Technical Papers
Jan 31, 2023

Developing a Tracking-Based Dynamic Flash Yellow Arrow Strategy for Permissive Left-Turn Vehicles to Improve Pedestrian Safety at Intersections

Publication: Journal of Transportation Engineering, Part A: Systems
Volume 149, Issue 4

Abstract

Recent data have shown that pedestrian fatalities have increased by 44% from 2010 to 2019. In 2019, 6,590 pedestrians died of traffic crashes, and 20% occurred at intersections, the highest in 30 years. These saddening facts, unfortunately, suggest that walking or biking is even less safe today although driving is safer thanks to numerous efforts in vehicular technologies. Smart transportation is successful only if it provides equitable safety for all road users. Flash yellow arrow (FYA) is a left-turn strategy at signalized intersections in North America. It allows left-turn vehicles to cross when the gaps of opposing through-traffic are perceived as safe. But it cannot separate concurrent crossing pedestrians and left-turn vehicles. To address this issue, a novel dynamic flash yellow arrow (D-FYA) solution is developed using the light detection and ranging (LiDAR)-based tracking technique. It can address the safety concerns in the FYA while recovering the permissive left-turn capacity after the concurrent pedestrians are cleared.

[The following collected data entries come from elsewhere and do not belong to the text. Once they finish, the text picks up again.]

use crate::{
    config::AppConfig,
    db::QueryClient,
    error::{QuerierError, Result},
    filter::{compile_filters, CompileContext, CompiledFilters, FilterRequest},
    prometheus::{PrometheusRegistry, PrometheusSubqueryCache, RegistryHandle},
    tag::{AliasMap, TagRegistry},
};
use serde::{Deserialize, Serialize};
use std::sync::Arc;
use tracing::{debug, info};

/// Compiles filter requests against the loaded taxonomy and metric registry.
#[derive(Clone)]
pub struct FilterEngine {
    tags: Arc<TagRegistry>,
    registry: RegistryHandle,
    cache: Arc<PrometheusSubqueryCache>,
    client: Arc<dyn QueryClient>,
    language: String,
}

#[derive(Debug, Clone, Serialize, Deserialize)]
pub struct TranslateRequest {
    pub db: String,
    pub table: String,
    #[serde(default)]
    pub alias_map: AliasMap,
    #[serde(default)]
    pub remote_read: bool,
    #[serde(flatten)]
    pub filters: FilterRequest,
}

pub type TranslateResponse = CompiledFilters;

impl FilterEngine {
    /// Builds the engine from configuration, loading optional taxonomy and registry files.
    pub fn new(config: &AppConfig, client: Arc<dyn QueryClient>) -> anyhow::Result<Self> {
        let mut tags = TagRegistry::builtin();
        if let Some(path) = &config.tag_taxonomy_path {
            tags.extend_from_json(path)?;
        }

        let registry = match &config.prometheus_registry_path {
            Some(path) => PrometheusRegistry::from_json_file(path)?,
            None => PrometheusRegistry::default(),
        };

        info!(
            tags = tags.len(),
            cache_ttl_secs = config.subquery_cache_ttl.as_secs(),
            cache_entries = config.subquery_cache_entries,
            "filter engine ready"
        );

        Ok(Self::from_parts(
            tags,
            RegistryHandle::new(registry),
            PrometheusSubqueryCache::new(config.subquery_cache_ttl, config.subquery_cache_entries),
            client,
            config.language.clone(),
        ))
    }

    pub fn from_parts(
        tags: TagRegistry,
        registry: RegistryHandle,
        cache: PrometheusSubqueryCache,
        client: Arc<dyn QueryClient>,
        language: impl Into<String>,
    ) -> Self {
        Self {
            tags: Arc::new(tags),
            registry,
            cache: Arc::new(cache),
            client,
            language: language.into(),
        }
    }

    /// Handle used by whatever refreshes the metric registry.
    pub fn registry(&self) -> &RegistryHandle {
        &self.registry
    }

    pub fn cache(&self) -> &PrometheusSubqueryCache {
        &self.cache
    }

    pub async fn translate(&self, request: TranslateRequest) -> Result<TranslateResponse> {
        let db = request.db.trim();
        let table = request.table.trim();
        if db.is_empty() || table.is_empty() {
            return Err(QuerierError::InvalidRequest(
                "db and table are required".to_string(),
            ));
        }

        let prometheus = self.registry.snapshot();
        let ctx = CompileContext {
            db,
            table,
            aliases: &request.alias_map,
            remote_read: request.remote_read,
            tags: &self.tags,
            prometheus: &prometheus,
            cache: &self.cache,
            client: self.client.as_ref(),
            language: &self.language,
        };

        let compiled = compile_filters(&request.filters, &ctx).await?;
        debug!(
            db,
            table,
            where_clause = compiled.where_clause.as_deref().unwrap_or_default(),
            "compiled filters"
        );
        Ok(compiled)
    }
}

#[cfg(test)]
mod tests {
    use super::*;
    use crate::db::testing::RecordingClient;
    use crate::prometheus::sample_registry;
    use serde_json::json;
    use std::time::Duration;

    fn engine(client: RecordingClient) -> FilterEngine {
        FilterEngine::from_parts(
            TagRegistry::builtin(),
            RegistryHandle::new(sample_registry()),
            PrometheusSubqueryCache::new(Duration::from_secs(60), 16),
            Arc::new(client),
            "en",
        )
    }

    fn request(value: serde_json::Value) -> TranslateRequest {
        serde_json::from_value(value).unwrap()
    }

    #[tokio::test]
    async fn translates_where_and_having() {
        let engine = engine(RecordingClient::default());
        let response = engine
            .translate(request(json!({
                "db": "flow_log",
                "table": "l4_flow_log",
                "alias_map": {"server": "ip_1"},
                "where": [
                    {"type": "comparison", "left": "mac_0", "op": "=", "value": "'00:00:00:00:00:0a'"}
                ],
                "having": [
                    {"type": "comparison", "left": {"expr": "Sum(byte)"}, "op": ">", "value": "0"}
                ]
            })))
            .await
            .unwrap();

        assert_eq!(response.where_clause.as_deref(), Some("mac_0 = 10"));
        assert_eq!(response.having_clause.as_deref(), Some("Sum(byte) > 0"));
        assert_eq!(response.with_clause, None);
    }

    #[tokio::test]
    async fn rejects_missing_scope() {
        let engine = engine(RecordingClient::default());
        let err = engine
            .translate(request(json!({"db": " ", "table": "l4_flow_log"})))
            .await
            .unwrap_err();
        assert!(matches!(err, QuerierError::InvalidRequest(_)));
    }

    #[tokio::test]
    async fn registry_refresh_applies_to_next_translation() {
        let engine = engine(RecordingClient::default());
        engine.registry().publish(PrometheusRegistry::default());
        let err = engine
            .translate(request(json!({
                "db": "prometheus",
                "table": "http_requests_total",
                "where": [{"type": "comparison", "left": "tag.job", "op": "=", "value": "'api'"}]
            })))
            .await
            .unwrap_err();
        assert!(matches!(err, QuerierError::NotFound(ref name) if name == "http_requests_total"));
    }

    #[tokio::test]
    async fn cache_is_shared_across_translations() {
        let engine = engine(RecordingClient::returning(vec![vec![json!(8)]]));
        let body = json!({
            "db": "prometheus",
            "table": "http_requests_total",
            "remote_read": true,
            "where": [{"type": "comparison", "left": "tag.instance", "op": "=", "value": "'a'"}]
        });
        for _ in 0..3 {
            let response = engine.translate(request(body.clone())).await.unwrap();
            assert_eq!(response.where_clause.as_deref(), Some("app_label_value_id_2 IN (8)"));
        }
        assert_eq!(engine.cache().len(), 1);
        assert_eq!(engine.cache().stats().hits.load(std::sync::atomic::Ordering::Relaxed), 2);
    }
}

Depending on the pedestrian volumes, the corresponding FYA with each cycle will either start as scheduled, be postponed, or be canceled within each cycle. The proposed D-FYA was deployed at an intersection next to the campus of the University of Texas at Arlington, and its real-time D-FYA decisions in the field were verified over 100 traffic signal cycles through simultaneous observation in the field. The proposed D-FYA solution was further evaluated within a traffic signal simulation platform to compare its mobility performance with another two permissive left-turn strategies: (1) protected + permissive left turn (PPLT), and (2) PPLT with minus-pedestrian phase. The experiment results revealed the D-FYA is accurate and adaptive compared with the other two permissive left-turn strategies.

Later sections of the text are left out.